The FEHBP under a Clinton Administration is not likely to turn out like the FEHBP under the free-market Reagan Administration. If all Americans get their health plans under federal rules, rest assured the federal government will administer private health insurance in the United States -- and private health insurance will end up being private in name only, vehicles for federal health policy. That is the danger of confining all Americans to a set of health plans administered centrally by the federal government.

Moreover, beyond the federally approved menu of private plans with federally approved benefit packages, Sen. Clinton is also proposing the creation of a government health plan -- explicitly modeled on the traditional Medicare program -- that will compete with private plans on a "level playing" field.

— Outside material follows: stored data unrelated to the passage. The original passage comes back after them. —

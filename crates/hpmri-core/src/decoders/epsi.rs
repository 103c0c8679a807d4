//! EPSI spectral series decoder
//!
//! HUPC exports EPSI datasets as CSV. Every numeric field of every record
//! is taken in file order, so one-sample-per-line and single-row layouts
//! decode to the same series.

use std::path::Path;

use crate::error::{ProcessingError, Result};

pub(crate) fn decode_csv<P: AsRef<Path>>(path: P) -> Result<Vec<f32>> {
    let path = path.as_ref();
    let mut reader = csv::ReaderBuilder::new()
        .has_headers(false)
        .flexible(true)
        .trim(csv::Trim::All)
        .from_path(path)
        .map_err(|e| decode_err(path, format!("failed to open CSV: {}", e)))?;

    let mut samples = Vec::new();
    for (row, record) in reader.records().enumerate() {
        let record = record.map_err(|e| decode_err(path, format!("row {}: {}", row, e)))?;
        for (col, field) in record.iter().enumerate() {
            if field.is_empty() {
                continue;
            }
            let value: f32 = field.parse().map_err(|_| {
                decode_err(
                    path,
                    format!("row {}, column {}: not a number: {:?}", row, col, field),
                )
            })?;
            samples.push(value);
        }
    }

    log::debug!(
        "decoded EPSI series {}: {} samples",
        path.display(),
        samples.len()
    );

    Ok(samples)
}

fn decode_err(path: &Path, detail: String) -> ProcessingError {
    ProcessingError::Decode {
        path: path.to_path_buf(),
        detail,
    }
}
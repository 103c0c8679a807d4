//! DICOM slice decoder
//!
//! Reads the tags needed to interpret PixelData as a 2-D intensity matrix:
//! Rows, Columns, BitsAllocated, PixelRepresentation. Modality rescale
//! (slope/intercept) is not applied; raw stored values feed the normalizer,
//! which rescales against the slice's own observed range anyway.

use std::path::Path;

use dicom::core::Tag;
use dicom::dictionary_std::tags;
use dicom::object::DefaultDicomObject;

use super::SliceImage;
use crate::error::{ProcessingError, Result};

pub(crate) fn decode_dicom<P: AsRef<Path>>(path: P) -> Result<SliceImage> {
    let path = path.as_ref();
    let obj = dicom::object::open_file(path)
        .map_err(|e| decode_err(path, format!("DICOM parse error: {}", e)))?;

    let height = tag_u32(&obj, path, tags::ROWS)?;
    let width = tag_u32(&obj, path, tags::COLUMNS)?;
    let bits_allocated = tag_u32(&obj, path, tags::BITS_ALLOCATED)?;
    // 0 = unsigned, 1 = two's complement; some exports omit the tag
    let signed = tag_u32(&obj, path, tags::PIXEL_REPRESENTATION).unwrap_or(0) == 1;

    let pixel_count = width as usize * height as usize;
    if pixel_count == 0 {
        return Err(decode_err(path, "zero-sized image".to_string()));
    }

    let element = obj
        .element(tags::PIXEL_DATA)
        .map_err(|_| decode_err(path, "no PixelData element".to_string()))?;
    let bytes = element
        .to_bytes()
        .map_err(|e| decode_err(path, format!("unreadable PixelData: {}", e)))?;

    let data: Vec<f32> = match bits_allocated {
        8 => {
            if bytes.len() < pixel_count {
                return Err(short_pixel_data(path, bytes.len(), pixel_count));
            }
            bytes[..pixel_count].iter().map(|&b| b as f32).collect()
        }
        16 => {
            if bytes.len() < pixel_count * 2 {
                return Err(short_pixel_data(path, bytes.len(), pixel_count * 2));
            }
            bytes[..pixel_count * 2]
                .chunks_exact(2)
                .map(|pair| {
                    let raw = u16::from_le_bytes([pair[0], pair[1]]);
                    if signed {
                        raw as i16 as f32
                    } else {
                        raw as f32
                    }
                })
                .collect()
        }
        other => {
            return Err(decode_err(
                path,
                format!("unsupported BitsAllocated: {}", other),
            ))
        }
    };

    log::debug!(
        "decoded DICOM slice {}: {}x{}, {} bits",
        path.display(),
        width,
        height,
        bits_allocated
    );

    Ok(SliceImage {
        width,
        height,
        data,
    })
}

fn tag_u32(obj: &DefaultDicomObject, path: &Path, tag: Tag) -> Result<u32> {
    let element = obj
        .element(tag)
        .map_err(|_| decode_err(path, format!("tag {} not found", tag)))?;
    element
        .to_int::<u32>()
        .map_err(|e| decode_err(path, format!("tag {} not an integer: {}", tag, e)))
}

fn short_pixel_data(path: &Path, got: usize, expected: usize) -> ProcessingError {
    decode_err(
        path,
        format!("PixelData too short: {} bytes, expected {}", got, expected),
    )
}

fn decode_err(path: &Path, detail: String) -> ProcessingError {
    ProcessingError::Decode {
        path: path.to_path_buf(),
        detail,
    }
}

It will be cheaper -- and, therefore, more attractive to individuals and families -- because Mrs. Clinton envisions greater administrative savings. Maintaining fair and free-market competition between private health plans and a taxpayer-subsidized government plan would be a formidable challenge for policy experts with the best of intentions.

If the program is not to be "government-run," as Mrs. Clinton insists, well then, we will need some explanations. Drug companies, for example, will be expected to offer "fair" prices. Presumably, the definition of fairness will be left to federal authorities or the congressional committees. Likewise, "providers" -- doctors mostly -- will be expected to work "collaboratively" to provide high-quality care. That could mean the conformity of good citizenship in The Village. The problem is that some of the best doctors are those who pioneer clinical innovations, often the very medical geniuses who do not "play well with others."

The Washington Post editorialized favorably on one feature of Sen. Clinton's plan: a cap on the existing tax exclusion on health benefits for households with family incomes over $250,000 per year.

The Post is correct, but that is where Sen. Clinton passed up a major opportunity. There is an enormous consensus among health economists that the current tax treatment is unfair, regressive and undercutting even the possibility of a free market for health insurance.

The right prescription: Abolish the current tax treatment of health insurance and replace it with individual tax relief for the purchase of healthcare coverage, establishing the groundwork for broad personal ownership and control of health insurance policies. But that would not fit with Sen. Clinton's broader vision.

Robert E. Moffit is director of the Center for Health Policy Studies at the Heritage Foundation.